I have the following data structures:

struct Inner
{
    int myValue;
};

struct Outer
{
    Inner* inner;
};

Option 1

If I do the following:

Outer outer;
outer.inner = NULL;

outer.inner = new inner;
inner* pInner = outer.inner;

and then add a watch for the following 2 values:

• outer.inner
• pInner

then they are both non-NULL, and equal in value.

Option 2

If I do the following:

Outer outer;
outer.inner = NULL;

inner* pInner = outer.inner;
if (! pInner)
{
    pInner = new inner;
}

then pInner points to valid heap memory, and outer.inner is still NULL.

Questions

1. Why are the options different - shouldn't they both be pointing at the same memory in option 2 as well?

2. Assuming that I went with option 1, and I was then reading values out of inner.
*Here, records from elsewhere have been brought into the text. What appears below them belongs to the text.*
use serde_json::Value;
use tokio::sync::mpsc;

/// One child delivered to a child-added listener.
#[derive(Debug, Clone, PartialEq)]
pub struct ChildEvent {
    /// The child's key under the observed path.
    pub key: String,
    /// The child's subtree at the time it was added.
    pub value: Value,
}

/// Handle for a long-lived child-added listener.
///
/// Delivers one event per existing child, then one per child added later.
/// The stream never ends on its own while the database is alive; dropping
/// the handle unsubscribes.
pub struct ChildAdded {
    rx: mpsc::UnboundedReceiver<ChildEvent>,
    detach: Option<Box<dyn FnOnce() + Send>>,
}

impl ChildAdded {
    /// Wrap a receiver. `detach` runs once when the handle is dropped.
    pub fn new<F>(rx: mpsc::UnboundedReceiver<ChildEvent>, detach: F) -> Self
    where
        F: FnOnce() + Send + 'static,
    {
        Self {
            rx,
            detach: Some(Box::new(detach)),
        }
    }

    /// Wait for the next child. Returns None only once the database is gone.
    pub async fn next(&mut self) -> Option<ChildEvent> {
        self.rx.recv().await
    }

    /// Take the next child if one is already queued.
    pub fn try_next(&mut self) -> Option<ChildEvent> {
        self.rx.try_recv().ok()
    }

    /// Take every child queued right now.
    pub fn drain_ready(&mut self) -> Vec<ChildEvent> {
        std::iter::from_fn(|| self.try_next()).collect()
    }
}

impl Drop for ChildAdded {
    fn drop(&mut self) {
        if let Some(detach) = self.detach.take() {
            detach();
        }
    }
}
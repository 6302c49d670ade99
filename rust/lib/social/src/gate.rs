use std::collections::HashMap;
use std::sync::{Arc, Mutex, Weak};

use tokio::sync::{Mutex as AsyncMutex, OwnedMutexGuard};

/// One async gate per post id.
///
/// Transitions on the same post queue behind each other; different posts
/// never contend. Gates are dropped once nobody holds or waits on them.
#[derive(Default)]
pub struct PostGates {
    gates: Mutex<HashMap<String, Weak<AsyncMutex<()>>>>,
}

impl PostGates {
    pub fn new() -> Self {
        Self::default()
    }

    /// Wait for exclusive access to `post_id`.
    pub async fn enter(&self, post_id: &str) -> OwnedMutexGuard<()> {
        let gate = {
            let mut gates = self.gates.lock().unwrap();
            gates.retain(|_, g| g.strong_count() > 0);
            match gates.get(post_id).and_then(Weak::upgrade) {
                Some(gate) => gate,
                None => {
                    let gate = Arc::new(AsyncMutex::new(()));
                    gates.insert(post_id.to_string(), Arc::downgrade(&gate));
                    gate
                }
            }
        };
        gate.lock_owned().await
    }

    /// Number of gates currently held or awaited.
    pub fn active(&self) -> usize {
        let gates = self.gates.lock().unwrap();
        gates.values().filter(|g| g.strong_count() > 0).count()
    }
}
//! CLI configuration.
//!
//! Reads `lavender.toml` from the working directory unless `--config`
//! points elsewhere. A missing file means defaults.

use std::path::{Path, PathBuf};

use lavender_core::ServiceConfig;
use lavender_social::StorePaths;
use serde::Deserialize;

#[derive(Debug, Clone, Default, Deserialize)]
pub struct AppConfig {
    /// Uid the CLI acts as. Empty means signed out.
    #[serde(default)]
    pub uid: String,

    /// Where the tree and media live.
    #[serde(default)]
    pub storage: ServiceConfig,

    /// Root paths of the social trees.
    #[serde(default)]
    pub paths: StorePaths,
}

impl AppConfig {
    pub fn default_path() -> PathBuf {
        PathBuf::from("lavender.toml")
    }

    /// Load config from disk, or return default if the file doesn't exist.
    pub fn load(path: &Path) -> anyhow::Result<Self> {
        if !path.exists() {
            return Ok(Self::default());
        }
        let content = std::fs::read_to_string(path)?;
        let config: AppConfig = toml::from_str(&content)
            .map_err(|e| anyhow::anyhow!("invalid config {}: {}", path.display(), e))?;
        config.paths.validate()?;
        Ok(config)
    }
}

#[cfg(test)]
mod tests {
    use super::*;

    #[test]
    fn test_missing_file_is_default() {
        let tmp = tempfile::TempDir::new().unwrap();
        let config = AppConfig::load(&tmp.path().join("absent.toml")).unwrap();
        assert!(config.uid.is_empty());
        assert_eq!(config.paths, StorePaths::default());
    }

    #[test]
    fn test_full_file() {
        let tmp = tempfile::TempDir::new().unwrap();
        let path = tmp.path().join("lavender.toml");
        std::fs::write(
            &path,
            r#"
uid = "alice"

[storage]
data_dir = "/var/lib/lavender"

[paths]
notifications = "inbox"
"#,
        )
        .unwrap();

        let config = AppConfig::load(&path).unwrap();
        assert_eq!(config.uid, "alice");
        assert_eq!(
            config.storage.resolve_db_path(),
            PathBuf::from("/var/lib/lavender/lavender.redb")
        );
        assert_eq!(config.paths.notifications("bob"), "inbox/bob");
        assert_eq!(config.paths.user_likes, "user-likes");
    }

    #[test]
    fn test_invalid_root_is_rejected() {
        let tmp = tempfile::TempDir::new().unwrap();
        let path = tmp.path().join("lavender.toml");
        std::fs::write(&path, "[paths]\nposts = \"po$ts\"\n").unwrap();
        assert!(AppConfig::load(&path).is_err());
    }
}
I could then use pInner and outer.inner interchangeably couldn't I? Why is this different to allocating the memory?

Answer 1

In C++, any assignment a = b (or copy constructor <<sometypehere>> a = b) normally copies bits from b to a for plain old datatypes (you can override operator= and copy constructors to get different effects, but that's obviously not the case here since the types are pointers;-). So, if you modify b later, that has absolutely no effect on a, which just keeps the very same exact bits the assignment or copy constructor copied to it.
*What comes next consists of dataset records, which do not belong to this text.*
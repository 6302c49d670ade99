//! `lavender`: command-line access to the interaction core.
//!
//! Works against a local redb-backed tree and a media directory, acting
//! as the uid from the config file or `--as`.

mod commands;
mod config;

use std::path::PathBuf;

use clap::{Parser, Subcommand};
use lavender_core::ServiceConfig;

use commands::App;
use config::AppConfig;

/// Lavender CLI tool.
#[derive(Parser, Debug)]
#[command(name = "lavender", about = "Lavender likes, notifications and posts")]
struct Cli {
    /// Path to config file (default: ./lavender.toml).
    #[arg(long = "config", global = true)]
    config: Option<PathBuf>,

    /// Act as this uid instead of the configured one.
    #[arg(long = "as", global = true, value_name = "UID")]
    act_as: Option<String>,

    /// Root directory for local state.
    #[arg(long = "data-dir", global = true)]
    data_dir: Option<PathBuf>,

    /// redb database file (default: <data-dir>/lavender.redb).
    #[arg(long = "db", global = true)]
    db_path: Option<PathBuf>,

    /// Media directory (default: <data-dir>/media).
    #[arg(long = "blob-dir", global = true)]
    blob_dir: Option<PathBuf>,

    /// Output format: table or json.
    #[arg(long = "output", short = 'o', global = true, default_value = "table")]
    output: String,

    #[command(subcommand)]
    command: Commands,
}

#[derive(Subcommand, Debug)]
enum Commands {
    /// Read the tree at a path.
    Get {
        path: String,
    },

    /// Write JSON at a path.
    Put {
        path: String,
        /// JSON body.
        json: String,
        /// Merge object fields instead of replacing the node.
        #[arg(long)]
        merge: bool,
    },

    /// Like a post.
    Like {
        post_id: String,
    },

    /// Remove your like from a post.
    Unlike {
        post_id: String,
    },

    /// Show a post with its likers.
    Show {
        post_id: String,
    },

    /// Delete one of your posts and everything pointing at it.
    Delete {
        post_id: String,
        /// Skip confirmation.
        #[arg(long = "yes", short = 'y')]
        yes: bool,
    },

    /// List notifications.
    Inbox {
        /// Whose inbox (default: the acting uid).
        owner: Option<String>,
        /// Mark every listed notification as seen.
        #[arg(long)]
        mark_checked: bool,
    },

    /// Show version.
    Version,
}

#[tokio::main]
async fn main() -> anyhow::Result<()> {
    tracing_subscriber::fmt()
        .with_env_filter(
            tracing_subscriber::EnvFilter::try_from_default_env()
                .unwrap_or_else(|_| "info".into()),
        )
        .with_writer(std::io::stderr)
        .init();

    let cli = Cli::parse();

    if let Commands::Version = cli.command {
        println!("lavender cli v{}", env!("CARGO_PKG_VERSION"));
        return Ok(());
    }

    let config_path = cli.config.unwrap_or_else(AppConfig::default_path);
    let mut config = AppConfig::load(&config_path)?;
    config.storage.merge(ServiceConfig {
        data_dir: cli.data_dir,
        db_path: cli.db_path,
        blob_dir: cli.blob_dir,
    });
    if let Some(uid) = cli.act_as {
        config.uid = uid;
    }

    let app = App::open(&config)?;
    let json_output = cli.output == "json";

    match cli.command {
        Commands::Get { path } => {
            commands::tree::get(&app, &path).await?;
        }

        Commands::Put { path, json, merge } => {
            commands::tree::put(&app, &path, &json, merge).await?;
        }

        Commands::Like { post_id } => {
            commands::post::set_like(&app, &post_id, true).await?;
        }

        Commands::Unlike { post_id } => {
            commands::post::set_like(&app, &post_id, false).await?;
        }

        Commands::Show { post_id } => {
            commands::post::show(&app, &post_id, json_output).await?;
        }

        Commands::Delete { post_id, yes } => {
            if !yes {
                eprint!("Delete {} and all its likes, comments and feed entries? [y/N]: ", post_id);
                let mut s = String::new();
                std::io::stdin().read_line(&mut s)?;
                if !s.trim().eq_ignore_ascii_case("y") {
                    println!("Cancelled.");
                    return Ok(());
                }
            }
            commands::post::delete(&app, &post_id).await?;
        }

        Commands::Inbox { owner, mark_checked } => {
            commands::inbox::list(&app, owner.as_deref(), mark_checked, json_output).await?;
        }

        Commands::Version => {}
    }

    Ok(())
}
Re 2, as long as the two pointers are exactly the same bits (you assigned either one from the other and didn't change either of them after assigning) then of course you can indifferently use either for access (be that writing or reading through it). Assignment (and copying) is what is entirely and enormously different (the fact that the assigment or copy is of a pointer to freshly allocated memory is a red herring).

Answer 2

Outer outer;
outer.inner = NULL;

Inner* pInner = outer.inner;
if (! pInner)
{
    pInner = new Inner;
}

Why did you expect outer.inner to change after assigning new Inner to pInner? They are independent.
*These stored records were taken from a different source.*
pub mod inbox;
pub mod post;
pub mod tree;

use std::sync::Arc;

use anyhow::Result;
use lavender_blob::FileStore;
use lavender_core::{ServiceError, SignedIn};
use lavender_kv::RedbStore;
use lavender_realtime::{RealtimeDb, TreeDb};
use lavender_social::{CascadingDeletion, InteractionLedger, NotificationInbox, Post, StorePaths};
use tracing::info;

use crate::config::AppConfig;

/// Opened stores plus the acting user, shared by every command.
pub struct App {
    pub db: Arc<dyn RealtimeDb>,
    blobs: Arc<FileStore>,
    session: Arc<SignedIn>,
    paths: StorePaths,
}

impl App {
    pub fn open(config: &AppConfig) -> Result<Self> {
        let db_path = config.storage.resolve_db_path();
        if let Some(parent) = db_path.parent().filter(|p| !p.as_os_str().is_empty()) {
            std::fs::create_dir_all(parent)?;
        }
        info!("Opening tree at {}", db_path.display());
        let kv = RedbStore::open(&db_path)
            .map_err(|e| anyhow::anyhow!("failed to open KV store: {}", e))?;

        let blob_dir = config.storage.resolve_blob_dir();
        let blobs = FileStore::open(&blob_dir)
            .map_err(|e| anyhow::anyhow!("failed to open media store: {}", e))?;

        Ok(Self {
            db: Arc::new(TreeDb::new(kv)),
            blobs: Arc::new(blobs),
            session: Arc::new(SignedIn(config.uid.clone())),
            paths: config.paths.clone(),
        })
    }

    /// The acting uid, or an error when signed out.
    pub fn require_uid(&self) -> Result<&str, ServiceError> {
        if self.session.0.is_empty() {
            return Err(ServiceError::Unauthenticated(
                "Not signed in. Set `uid` in the config or pass --as <uid>.".to_string(),
            ));
        }
        Ok(&self.session.0)
    }

    pub fn ledger(&self) -> InteractionLedger {
        InteractionLedger::new(self.db.clone(), self.session.clone(), self.paths.clone())
    }

    pub fn deletion(&self) -> CascadingDeletion {
        CascadingDeletion::new(
            self.db.clone(),
            self.blobs.clone(),
            self.session.clone(),
            self.paths.clone(),
        )
    }

    pub fn inbox(&self) -> NotificationInbox {
        NotificationInbox::new(self.db.clone(), self.paths.clone())
    }

    /// Load `posts/{id}` with the acting user's liked flag.
    pub async fn load_post(&self, ledger: &InteractionLedger, id: &str) -> Result<Post> {
        let record = self
            .db
            .read_once(&self.paths.post(id))
            .await?
            .ok_or_else(|| ServiceError::NotFound(format!("Post not found: {}", id)))?;
        let mut post = Post::from_record(id, &record)?;
        ledger.refresh_liked(&mut post).await?;
        Ok(post)
    }
}

#[cfg(test)]
mod tests {
    use super::*;
    use lavender_core::ServiceConfig;
    use serde_json::json;

    fn make_app(dir: &std::path::Path, uid: &str) -> App {
        let config = AppConfig {
            uid: uid.to_string(),
            storage: ServiceConfig {
                data_dir: Some(dir.to_path_buf()),
                ..Default::default()
            },
            paths: StorePaths::default(),
        };
        App::open(&config).unwrap()
    }

    #[tokio::test]
    async fn test_like_and_delete_through_app() {
        let tmp = tempfile::TempDir::new().unwrap();
        let app = make_app(tmp.path(), "alice");
        app.db
            .set_value(
                "posts/p1",
                json!({
                    "caption": "#hi",
                    "imageUrl": "post_images/p1.jpg",
                    "ownerUid": "bob",
                    "creationDate": 1_714_564_800.0,
                }),
            )
            .await
            .unwrap();

        let ledger = app.ledger();
        let mut post = app.load_post(&ledger, "p1").await.unwrap();
        assert!(!post.liked());
        ledger.set_like_state(&mut post, true, |_| {}).await;

        let reloaded = app.load_post(&ledger, "p1").await.unwrap();
        assert_eq!(reloaded.likes(), 1);
        assert!(reloaded.liked());
        assert_eq!(app.inbox().watch("bob").unwrap().ready().len(), 1);

        drop(ledger);
        drop(app);
        let owner = make_app(tmp.path(), "bob");
        let post = owner.load_post(&owner.ledger(), "p1").await.unwrap();
        owner.deletion().delete_post(&post).await;
        assert_eq!(owner.db.read_once("posts/p1").await.unwrap(), None);
        assert_eq!(owner.db.read_once("notifications/bob").await.unwrap(), None);
        assert_eq!(owner.db.read_once("user-likes/alice").await.unwrap(), None);
    }

    #[tokio::test]
    async fn test_missing_post_is_an_error() {
        let tmp = tempfile::TempDir::new().unwrap();
        let app = make_app(tmp.path(), "alice");
        let err = app.load_post(&app.ledger(), "nope").await.unwrap_err();
        let err = err.downcast::<ServiceError>().unwrap();
        assert_eq!(err.error_code(), "NOT_FOUND");

        let signed_out = make_app(tmp.path().join("other").as_path(), "");
        assert_eq!(signed_out.require_uid().unwrap_err().error_code(), "UNAUTHENTICATED");
    }
}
You need to make pInner a reference to outer.inner:

Inner*& pInner = outer.inner;

Then option 2 works like you intended.

---

P.S. identifiers should not differ by case only, which is error-prone. case in point: "new inner" and "inner* pInner"

Answer 3

A pointer stores a memory address. In your first option you store the memory location of the object that gets allocated by new inner in outer.inner. Then you copy that value to pInner and both variables contain the same address.

In the second option first outer.inner is set to contain the address NULL. The this value is copied to pInner and both variables contain NULL. After that pInner is changed to contain the address of a newly allocated object, but the address stored in outer.inner is not affected by this. That address still is NULL.

Pointers are just numbers that happen to be memory addresses. The different assignments work the same as if the variables were declared as int. That these numbers are in fact memory addresses only becomes interesting when * or -> is used to dereference the pointer. Two different pointer variables might point to the same address, but they are still different variables.

Answer 4

Suppose instead of pointers, we are talking about ints. Pointers are just containers whose values are memory addresses, which are simply numbers anyway. Consider the following code,

struct Inner {
  int myValue;
}

struct Outer {
  int inner;
}

Outer outer;
outer.inner = 0;

int pInner = outer.inner;

if(!pInner) {
  Inner inner;
  pInner = &inner;
}

In this code, you would not expect pInner to have the same value as outer.inner would you?

---

Perhaps belaboring the point: a pointer is just a value, like any int. Let's deconstruct your example, given this knowledge:

Outer outer;
outer.inner = NULL;

Right here, outer.inner == 0 is true. You assigned 0 to outer.inner.

inner* pInner = outer.inner;

Now, you copied the value 0 to pInner, so pInner == 0 also. Note that it is only a memory address, not the data at that address. In this case the memory address is 0x00000000.

if (! pInner)

Evaluates to true because pInner == 0.

{
    pInner = new Inner;
}

Now, pInner is assigned a new integer generated by the system. pInner no longer has the same integer value as inner.outer.